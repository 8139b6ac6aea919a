use thiserror::Error;

pub type HerdbookResult<T> = Result<T, HerdbookError>;

#[derive(Error, Debug)]
pub enum HerdbookError {
    #[error("IO error: {0}")]
    Io(#[from] std::io::Error),

    #[error("Failed to open store: {0}")]
    Open(String),

    #[error("Failed to read worksheet: {0}")]
    Read(String),

    #[error("Failed to write worksheet: {0}")]
    Write(String),

    /// The overwrite stopped part way. The worksheet now holds `written` of
    /// the `total` rows (header included) and is not rolled back.
    #[error(
        "Write failed after {written} of {total} rows, worksheet is partially overwritten: {reason}"
    )]
    PartialWrite {
        written: usize,
        total: usize,
        reason: String,
    },

    #[error("No record at index {index} (register has {len} records)")]
    NoSuchRecord { index: usize, len: usize },

    #[error("Invalid date: {0}")]
    InvalidDate(String),
}
//! Herdbook API Server implementation
//!
//! HTTP REST API server using Axum. The register sits behind a mutex so
//! requests are applied one at a time, each ending in a full commit.

use std::net::SocketAddr;
use std::sync::{Arc, Mutex};

use axum::{
    routing::get,
    Router,
};
use tower_http::cors::{Any, CorsLayer};
use tower_http::trace::TraceLayer;
use tracing::info;

use crate::register::Register;
use crate::store::DynStore;

use super::handlers;

/// API Server configuration
#[derive(Clone, Debug)]
pub struct ApiConfig {
    pub host: String,
    pub port: u16,
}

impl Default for ApiConfig {
    fn default() -> Self {
        Self {
            host: "127.0.0.1".to_string(),
            port: 8080,
        }
    }
}

/// Shared application state
pub struct AppState {
    pub version: String,
    pub register: Mutex<Register<DynStore>>,
}

impl AppState {
    pub fn new(register: Register<DynStore>) -> Self {
        Self {
            version: env!("CARGO_PKG_VERSION").to_string(),
            register: Mutex::new(register),
        }
    }
}

/// Build the router without binding a socket
pub fn router(state: Arc<AppState>) -> Router {
    let cors = CorsLayer::new()
        .allow_origin(Any)
        .allow_methods(Any)
        .allow_headers(Any);

    Router::new()
        .route("/", get(handlers::root))
        .route("/health", get(handlers::health))
        .route("/version", get(handlers::version))
        .route(
            "/api/v1/records",
            get(handlers::list_records).post(handlers::add_record),
        )
        .route(
            "/api/v1/records/:index",
            axum::routing::put(handlers::update_record).delete(handlers::delete_record),
        )
        .route("/api/v1/years", get(handlers::years))
        .route("/api/v1/counts", get(handlers::counts))
        .with_state(state)
        .layer(cors)
        .layer(TraceLayer::new_for_http())
}

/// Run the API server until SIGINT/SIGTERM
pub async fn run_api_server(config: ApiConfig, register: Register<DynStore>) -> anyhow::Result<()> {
    let state = Arc::new(AppState::new(register));
    let app = router(state);

    let addr: SocketAddr = format!("{}:{}", config.host, config.port).parse()?;
    info!("Herdbook API Server starting on http://{}", addr);
    info!("   Endpoints: /api/v1/records, /api/v1/years, /api/v1/counts");

    let listener = tokio::net::TcpListener::bind(addr).await?;
    axum::serve(listener, app)
        .with_graceful_shutdown(shutdown_signal())
        .await?;

    info!("Herdbook API Server shutdown complete");
    Ok(())
}

/// Graceful shutdown signal handler
async fn shutdown_signal() {
    let ctrl_c = async {
        if let Err(e) = tokio::signal::ctrl_c().await {
            tracing::error!("failed to install Ctrl+C handler: {}", e);
            std::future::pending::<()>().await;
        }
    };

    #[cfg(unix)]
    let terminate = async {
        match tokio::signal::unix::signal(tokio::signal::unix::SignalKind::terminate()) {
            Ok(mut signal) => {
                signal.recv().await;
            }
            Err(e) => {
                tracing::error!("failed to install signal handler: {}", e);
                std::future::pending::<()>().await;
            }
        }
    };

    #[cfg(not(unix))]
    let terminate = std::future::pending::<()>();

    tokio::select! {
        _ = ctrl_c => {},
        _ = terminate => {},
    }

    info!("Shutdown signal received, stopping server...");
}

WORK TO COMPLETE:
Lines holding the string "terminate": find them in the listing above and copy each one.

ANSWER FOR THIS EXERCISE:
    let terminate = async {
        match tokio::signal::unix::signal(tokio::signal::unix::SignalKind::terminate()) {
    let terminate = std::future::pending::<()>();
        _ = terminate => {},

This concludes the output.